Description / causes of Disease

Phenylketonuria also called PKU is an inherited disorder in which the amino acid phenylalanine cannot be broken down by the body. The enzyme, phenylalanine hydroxylase (PAH) may build up in the bloodstream and other tissues and as an effect, it can cause brain damage. If PKU is not treated early, it can increase the levels of phenylalanine causing severe brain damage and intellectual disabilities (Genetics Home Reference Feb.11, 2020). Phenylalanine is used by your body to generate proteins and typically comes from all various types of foods. Pregnant women with PKU are more likely to have more elevated levels of phenylalanine and can be a risk to their upcoming newborn babies causing them to have mental retardation, developmental delay, heart issues and more. PKU can sometimes be missed after birth because the symptoms are rarely identified. To detect PKU in babies, they would need to undergo a newborn screening which was created in the 1960s (National Human Genome Research Institute, Aug.21, 2014).

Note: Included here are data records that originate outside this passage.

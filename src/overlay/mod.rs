mod rollup;

use crate::error::UnknownStatus;
use crate::nodes::VariantTag;
use crate::tree::WorkflowTree;
use serde::{Deserialize, Serialize};
use serde_json::Value;
use std::collections::BTreeMap;
use std::fmt;
use std::str::FromStr;
use tracing::{debug, warn};

#[derive(Debug, Clone, Copy, PartialEq, Eq, Hash, Serialize, Deserialize)]
#[serde(try_from = "String", into = "String")]
pub enum ExecutionStatus {
    Scheduled,
    Running,
    Completed,
    Failed,
    Skipped,
    Terminated,
    TimedOut,
}

impl ExecutionStatus {
    /// The step will not change status again.
    pub fn is_terminal(self) -> bool {
        !matches!(self, ExecutionStatus::Scheduled | ExecutionStatus::Running)
    }

    pub fn as_str(self) -> &'static str {
        match self {
            ExecutionStatus::Scheduled => "scheduled",
            ExecutionStatus::Running => "running",
            ExecutionStatus::Completed => "completed",
            ExecutionStatus::Failed => "failed",
            ExecutionStatus::Skipped => "skipped",
            ExecutionStatus::Terminated => "terminated",
            ExecutionStatus::TimedOut => "timed_out",
        }
    }
}

impl FromStr for ExecutionStatus {
    type Err = UnknownStatus;

    /// Accepts both the lower-case names and the engine's upper-case task
    /// states.
    fn from_str(s: &str) -> Result<Self, Self::Err> {
        let normalized = s.trim().to_ascii_uppercase().replace('-', "_");
        let status = match normalized.as_str() {
            "SCHEDULED" | "PENDING" => ExecutionStatus::Scheduled,
            "RUNNING" | "IN_PROGRESS" | "PAUSED" => ExecutionStatus::Running,
            "COMPLETED" | "COMPLETED_WITH_ERRORS" => ExecutionStatus::Completed,
            "FAILED" | "FAILED_WITH_TERMINAL_ERROR" => ExecutionStatus::Failed,
            "SKIPPED" => ExecutionStatus::Skipped,
            "TERMINATED" | "CANCELED" | "CANCELLED" => ExecutionStatus::Terminated,
            "TIMED_OUT" => ExecutionStatus::TimedOut,
            _ => return Err(UnknownStatus(s.to_string())),
        };
        Ok(status)
    }
}

impl TryFrom<String> for ExecutionStatus {
    type Error = UnknownStatus;

    fn try_from(value: String) -> Result<Self, Self::Error> {
        value.parse()
    }
}

impl From<ExecutionStatus> for String {
    fn from(status: ExecutionStatus) -> Self {
        status.as_str().to_string()
    }
}

impl fmt::Display for ExecutionStatus {
    fn fmt(&self, f: &mut fmt::Formatter<'_>) -> fmt::Result {
        f.write_str(self.as_str())
    }
}

/// One executed occurrence of a node, as the feed reports it.
#[derive(Debug, Clone, PartialEq, Serialize, Deserialize)]
#[serde(rename_all = "camelCase")]
pub struct ExecutionRecord {
    pub node_id: String,
    #[serde(default)]
    pub iteration: u32,
    pub status: ExecutionStatus,
    #[serde(default)]
    pub start_time: Option<u64>,
    #[serde(default)]
    pub end_time: Option<u64>,
    #[serde(default)]
    pub input: Option<Value>,
    #[serde(default)]
    pub output: Option<Value>,
}

impl ExecutionRecord {
    pub fn new(node_id: &str, iteration: u32, status: ExecutionStatus) -> Self {
        Self {
            node_id: node_id.to_string(),
            iteration,
            status,
            start_time: None,
            end_time: None,
            input: None,
            output: None,
        }
    }

    pub fn timed(mut self, start_time: u64, end_time: Option<u64>) -> Self {
        self.start_time = Some(start_time);
        self.end_time = end_time;
        self
    }
}

#[derive(Debug, Clone, PartialEq, Serialize)]
#[serde(rename_all = "camelCase")]
pub struct ExecutionSnapshot {
    pub status: ExecutionStatus,
    pub start_time: Option<u64>,
    pub end_time: Option<u64>,
    pub input: Option<Value>,
    pub output: Option<Value>,
}

impl From<ExecutionRecord> for ExecutionSnapshot {
    fn from(record: ExecutionRecord) -> Self {
        Self {
            status: record.status,
            start_time: record.start_time,
            end_time: record.end_time,
            input: record.input,
            output: record.output,
        }
    }
}

/// Everything observed for one node: a snapshot per iteration.
///
/// Loop bodies run many times against a single node, so nothing is
/// overwritten except a later report for the same iteration.
#[derive(Debug, Clone, Default, PartialEq, Serialize)]
#[serde(rename_all = "camelCase")]
pub struct ExecutionSummary {
    pub iterations: BTreeMap<u32, ExecutionSnapshot>,
}

impl ExecutionSummary {
    pub fn record(&mut self, record: ExecutionRecord) {
        self.iterations.insert(record.iteration, record.into());
    }

    /// The snapshot of the highest iteration seen.
    pub fn latest(&self) -> Option<&ExecutionSnapshot> {
        self.iterations.values().next_back()
    }

    pub fn status(&self) -> Option<ExecutionStatus> {
        self.latest().map(|s| s.status)
    }

    pub fn iteration_count(&self) -> usize {
        self.iterations.len()
    }
}

#[derive(Debug, Clone, Copy, Default, PartialEq, Eq)]
pub struct OverlayReport {
    pub applied: usize,
    /// Records for ids the tree does not contain.
    pub discarded: usize,
    /// Records for joins, whose status is always derived.
    pub derived: usize,
}

impl WorkflowTree {
    /// Merges a batch of records onto the tree. Structure is never touched;
    /// unknown ids are logged and skipped.
    pub fn apply_execution(&mut self, records: Vec<ExecutionRecord>) -> OverlayReport {
        let mut report = OverlayReport::default();
        for record in records {
            let Some(entry) = self.index.get(&record.node_id) else {
                warn!(workflow = %self.name(), node_id = %record.node_id, "execution record for unknown node; discarding");
                report.discarded += 1;
                continue;
            };
            match entry.tag {
                VariantTag::Join => {
                    debug!(node_id = %record.node_id, "join status is rolled up from its branches");
                    report.derived += 1;
                    continue;
                }
                tag if tag.is_marker() => {
                    warn!(node_id = %record.node_id, "execution record for a marker; discarding");
                    report.discarded += 1;
                    continue;
                }
                _ => {}
            }
            let path = entry.path.clone();
            if let Some(node) = self.node_at_mut(&path) {
                node.execution.get_or_insert_with(Default::default).record(record);
                report.applied += 1;
            }
        }
        rollup::roll_up_joins(&mut self.root);
        debug!(
            workflow = %self.name(),
            applied = report.applied,
            discarded = report.discarded,
            "applied execution records"
        );
        report
    }

    pub fn clear_execution(&mut self) {
        clear(&mut self.root);
    }

    /// Summaries of every node that has one, by id.
    pub fn execution_summaries(&self) -> BTreeMap<String, ExecutionSummary> {
        let mut summaries = BTreeMap::new();
        for id in self.index.ids() {
            if let Some(summary) = self.node(id).and_then(|n| n.execution()) {
                summaries.insert(id.to_string(), summary.clone());
            }
        }
        summaries
    }
}

fn clear(nodes: &mut [crate::nodes::Node]) {
    for node in nodes {
        node.execution = None;
        for body in node.bodies_mut() {
            clear(body);
        }
    }
}
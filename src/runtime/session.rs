use crate::dsl::{TaskDef, WorkflowDef};
use crate::error::EditError;
use crate::nodes::BodyKey;
use crate::nodes::registry::VariantRegistry;
use crate::overlay::{ExecutionRecord, ExecutionSummary};
use crate::runtime::catalog::TaskCatalog;
use crate::runtime::storage::{ExecutionFeed, WorkflowStore};
use crate::tree::WorkflowTree;
use crate::tree::editor::{Destination, Placement};
use crate::tree::view::RenderNode;
use anyhow::{Result, anyhow};
use std::collections::BTreeMap;
use std::sync::Arc;
use std::sync::atomic::{AtomicU64, Ordering};
use std::time::Duration;
use tokio::sync::{mpsc, oneshot};
use tokio::task::JoinHandle;
use tracing::{debug, error, info, warn};

/// A structural edit as issued by the UI. New steps arrive as task
/// definitions and are built against the session's tree.
#[derive(Debug, Clone)]
pub enum EditCommand {
    Insert {
        target: String,
        tasks: Vec<TaskDef>,
        placement: Placement,
    },
    InsertInto {
        parent: Option<String>,
        body: BodyKey,
        index: usize,
        tasks: Vec<TaskDef>,
    },
    Delete(String),
    Move {
        id: String,
        destination: Destination,
    },
    Wrap(Vec<String>),
    Unwrap(String),
}

#[derive(Debug, Clone, PartialEq, Eq)]
pub enum EditOutcome {
    Applied,
    /// Ids of the nodes a delete took out.
    Removed(Vec<String>),
    /// Id of the sub-workflow a wrap created.
    Wrapped(String),
    /// Ids of the nodes an unwrap put back.
    Unwrapped(Vec<String>),
}

/// What the session currently holds.
#[derive(Debug, Clone, PartialEq, Eq)]
pub struct SessionStatus {
    pub workflow: Option<String>,
    pub version: Option<u32>,
    /// Generation of the load the tree came from; 0 before any load.
    pub generation: u64,
}

enum SessionEvent {
    Loaded {
        generation: u64,
        definition: WorkflowDef,
    },
    LoadFailed {
        generation: u64,
        error: String,
    },
    Records(Vec<ExecutionRecord>),
    Edit {
        command: EditCommand,
        reply: oneshot::Sender<Result<EditOutcome, EditError>>,
    },
    Serialize {
        reply: oneshot::Sender<Result<WorkflowDef>>,
    },
    View {
        reply: oneshot::Sender<Option<Vec<RenderNode>>>,
    },
    Summaries {
        reply: oneshot::Sender<BTreeMap<String, ExecutionSummary>>,
    },
    Status {
        reply: oneshot::Sender<SessionStatus>,
    },
    Shutdown,
}

/// Owns one workflow tree and applies every change to it from a single task.
///
/// Loads, execution records and user edits all arrive as events on one
/// channel, so they can never interleave mid-operation.
pub struct WorkflowSession {
    registry: Arc<VariantRegistry>,
    catalog: Option<Arc<dyn TaskCatalog>>,
    tree: Option<WorkflowTree>,
    requested: Arc<AtomicU64>,
    applied: u64,
    rx: mpsc::Receiver<SessionEvent>,
}

/// Cheap to clone; every clone talks to the same session.
#[derive(Clone)]
pub struct SessionHandle {
    tx: mpsc::Sender<SessionEvent>,
    requested: Arc<AtomicU64>,
    store: Arc<dyn WorkflowStore>,
}

impl WorkflowSession {
    /// Starts the apply loop and returns a handle to it.
    pub fn spawn(
        registry: Arc<VariantRegistry>,
        store: Arc<dyn WorkflowStore>,
        catalog: Option<Arc<dyn TaskCatalog>>,
    ) -> (SessionHandle, JoinHandle<()>) {
        let (tx, rx) = mpsc::channel(100);
        let requested = Arc::new(AtomicU64::new(0));
        let session = WorkflowSession {
            registry,
            catalog,
            tree: None,
            requested: requested.clone(),
            applied: 0,
            rx,
        };
        let worker = tokio::spawn(session.run());
        let handle = SessionHandle {
            tx,
            requested,
            store,
        };
        (handle, worker)
    }

    async fn run(mut self) {
        info!("Workflow session started");
        while let Some(event) = self.rx.recv().await {
            match event {
                SessionEvent::Loaded {
                    generation,
                    definition,
                } => self.on_loaded(generation, definition),
                SessionEvent::LoadFailed { generation, error } => {
                    error!(generation, error = %error, "Workflow load failed");
                }
                SessionEvent::Records(records) => match self.tree.as_mut() {
                    Some(tree) => {
                        tree.apply_execution(records);
                    }
                    None => debug!(count = records.len(), "no workflow loaded; dropping execution records"),
                },
                SessionEvent::Edit { command, reply } => {
                    let result = self.on_edit(command);
                    let _ = reply.send(result);
                }
                SessionEvent::Serialize { reply } => {
                    let result = match self.tree.as_ref() {
                        Some(tree) => tree.serialize().map_err(|e| {
                            error!(error = %e, "serializing the workflow tree failed");
                            anyhow!(e)
                        }),
                        None => Err(anyhow!(EditError::NoWorkflowLoaded)),
                    };
                    let _ = reply.send(result);
                }
                SessionEvent::View { reply } => {
                    let catalog = self.catalog.as_deref();
                    let view = self.tree.as_ref().map(|tree| tree.render_view(catalog));
                    let _ = reply.send(view);
                }
                SessionEvent::Summaries { reply } => {
                    let summaries = self
                        .tree
                        .as_ref()
                        .map(WorkflowTree::execution_summaries)
                        .unwrap_or_default();
                    let _ = reply.send(summaries);
                }
                SessionEvent::Status { reply } => {
                    let _ = reply.send(SessionStatus {
                        workflow: self.tree.as_ref().map(|t| t.name().to_string()),
                        version: self.tree.as_ref().and_then(WorkflowTree::version),
                        generation: self.applied,
                    });
                }
                SessionEvent::Shutdown => break,
            }
        }
        info!("Workflow session stopped");
    }

    fn on_loaded(&mut self, generation: u64, definition: WorkflowDef) {
        let latest = self.requested.load(Ordering::SeqCst);
        if generation < latest || generation <= self.applied {
            warn!(
                workflow = %definition.name,
                generation,
                latest,
                "discarding stale workflow load"
            );
            return;
        }
        let tree = WorkflowTree::build(definition, self.registry.clone());
        info!(workflow = %tree.name(), version = ?tree.version(), generation, "Workflow loaded");
        self.tree = Some(tree);
        self.applied = generation;
    }

    fn on_edit(&mut self, command: EditCommand) -> Result<EditOutcome, EditError> {
        let tree = self.tree.as_mut().ok_or(EditError::NoWorkflowLoaded)?;
        match command {
            EditCommand::Insert {
                target,
                tasks,
                placement,
            } => {
                let nodes = tree.create_nodes(tasks);
                tree.insert_child(&target, nodes, placement)?;
                Ok(EditOutcome::Applied)
            }
            EditCommand::InsertInto {
                parent,
                body,
                index,
                tasks,
            } => {
                let nodes = tree.create_nodes(tasks);
                tree.insert_into(parent.as_deref(), body, index, nodes)?;
                Ok(EditOutcome::Applied)
            }
            EditCommand::Delete(id) => {
                let removed = tree.delete_node(&id)?;
                Ok(EditOutcome::Removed(
                    removed.iter().map(|n| n.id().to_string()).collect(),
                ))
            }
            EditCommand::Move { id, destination } => {
                tree.move_node(&id, destination)?;
                Ok(EditOutcome::Applied)
            }
            EditCommand::Wrap(ids) => {
                let ids: Vec<&str> = ids.iter().map(String::as_str).collect();
                Ok(EditOutcome::Wrapped(tree.wrap_in_sub_workflow(&ids)?))
            }
            EditCommand::Unwrap(id) => Ok(EditOutcome::Unwrapped(tree.unwrap_sub_workflow(&id)?)),
        }
    }
}

impl SessionHandle {
    /// Starts fetching a definition and returns the generation of the
    /// request. Only the result of the most recent request is ever applied.
    pub fn load(&self, name: &str, version: Option<u32>) -> u64 {
        let generation = self.next_generation();
        let store = self.store.clone();
        let tx = self.tx.clone();
        let name = name.to_string();
        tokio::spawn(async move {
            let event = match store.fetch(&name, version).await {
                Ok(definition) => SessionEvent::Loaded {
                    generation,
                    definition,
                },
                Err(e) => SessionEvent::LoadFailed {
                    generation,
                    error: format!("{:#}", e),
                },
            };
            if tx.send(event).await.is_err() {
                debug!(workflow = %name, generation, "session closed before the load finished");
            }
        });
        generation
    }

    /// Replaces the tree with an already available definition.
    pub async fn load_definition(&self, definition: WorkflowDef) -> Result<u64> {
        let generation = self.next_generation();
        self.send(SessionEvent::Loaded {
            generation,
            definition,
        })
        .await?;
        Ok(generation)
    }

    pub async fn apply_records(&self, records: Vec<ExecutionRecord>) -> Result<()> {
        self.send(SessionEvent::Records(records)).await
    }

    /// Runs an edit. A rejected edit comes back as an `EditError` inside the
    /// `anyhow::Error`.
    pub async fn edit(&self, command: EditCommand) -> Result<EditOutcome> {
        let (reply, rx) = oneshot::channel();
        self.send(SessionEvent::Edit { command, reply }).await?;
        Ok(rx.await??)
    }

    pub async fn serialize(&self) -> Result<WorkflowDef> {
        let (reply, rx) = oneshot::channel();
        self.send(SessionEvent::Serialize { reply }).await?;
        rx.await?
    }

    /// Serializes the current tree and writes it back to the store.
    pub async fn save(&self) -> Result<WorkflowDef> {
        let definition = self.serialize().await?;
        self.store
            .save(&definition.name, definition.version, &definition)
            .await?;
        info!(workflow = %definition.name, version = ?definition.version, "Workflow saved");
        Ok(definition)
    }

    pub async fn view(&self) -> Result<Option<Vec<RenderNode>>> {
        let (reply, rx) = oneshot::channel();
        self.send(SessionEvent::View { reply }).await?;
        Ok(rx.await?)
    }

    pub async fn summaries(&self) -> Result<BTreeMap<String, ExecutionSummary>> {
        let (reply, rx) = oneshot::channel();
        self.send(SessionEvent::Summaries { reply }).await?;
        Ok(rx.await?)
    }

    pub async fn status(&self) -> Result<SessionStatus> {
        let (reply, rx) = oneshot::channel();
        self.send(SessionEvent::Status { reply }).await?;
        Ok(rx.await?)
    }

    /// Polls `feed` every `every` and forwards each batch to the session.
    /// The task ends once the session is gone.
    pub fn watch_execution(
        &self,
        feed: Arc<dyn ExecutionFeed>,
        execution_id: &str,
        every: Duration,
    ) -> JoinHandle<()> {
        let tx = self.tx.clone();
        let execution_id = execution_id.to_string();
        tokio::spawn(async move {
            let mut ticker = tokio::time::interval(every);
            loop {
                ticker.tick().await;
                let records = match feed.poll(&execution_id).await {
                    Ok(records) => records,
                    Err(e) => {
                        warn!(execution_id = %execution_id, error = %e, "execution poll failed");
                        continue;
                    }
                };
                if tx.send(SessionEvent::Records(records)).await.is_err() {
                    debug!(execution_id = %execution_id, "session closed; stopping execution watch");
                    break;
                }
            }
        })
    }

    pub async fn shutdown(&self) -> Result<()> {
        self.send(SessionEvent::Shutdown).await
    }

    fn next_generation(&self) -> u64 {
        self.requested.fetch_add(1, Ordering::SeqCst) + 1
    }

    async fn send(&self, event: SessionEvent) -> Result<()> {
        self.tx
            .send(event)
            .await
            .map_err(|_| anyhow!("Workflow session is closed"))
    }
}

The symptoms for PKU vary from moderate also called mild to severe also called classic PKU. The first few months infants may not be detected with symptoms of PKU. Without treatment, it can lead to mental retardation, seizures, developmental delay, and autism. The infant may have eczema of the skin, lighter skin, and hair than their family members. A Specific diet that contains low protein in foods or no phenylalanine will need to be followed (National Human Genome Research Institute, Aug.21, 2014).


The United States varies from one in 10,000 to 15,000 babies diagnosed with phenylketonuria and it is rare. It also depends on ethnic groups and geographic regions worldwide. Phenylketonuria can happen to both genders, boys and girls. This disease is identified since the day you were born by receiving a newborn screening. A specific diet will need to be followed if diagnosed with PKU. Women that have phenylketonuria need to maintain a PKU diet before getting pregnant (Mayo Clinic, n.d.).


Phenylketonuria is an autosomal recessive meaning that the baby is born with two imperfect copies causing him or her to have the disease (National Library Of Medicine, Feb.11, 2020). Each parent is a carrier possessing one bad copy of the disease. The parents pass down a total of two mutated genes to the baby having phenylketonuria. The parents may never show symptoms of PKU because they carry one bad copy and one good copy also called heterozygous. Toxic levels of the enzyme phenylalanine hydroxylase (PAH) can build up in the bloodstream and the body causing brain damage. This would need to be treated immediately with a diet treatment recommended by a healthcare provider 2(National Human Genome Research Institute, Aug.21, 2014).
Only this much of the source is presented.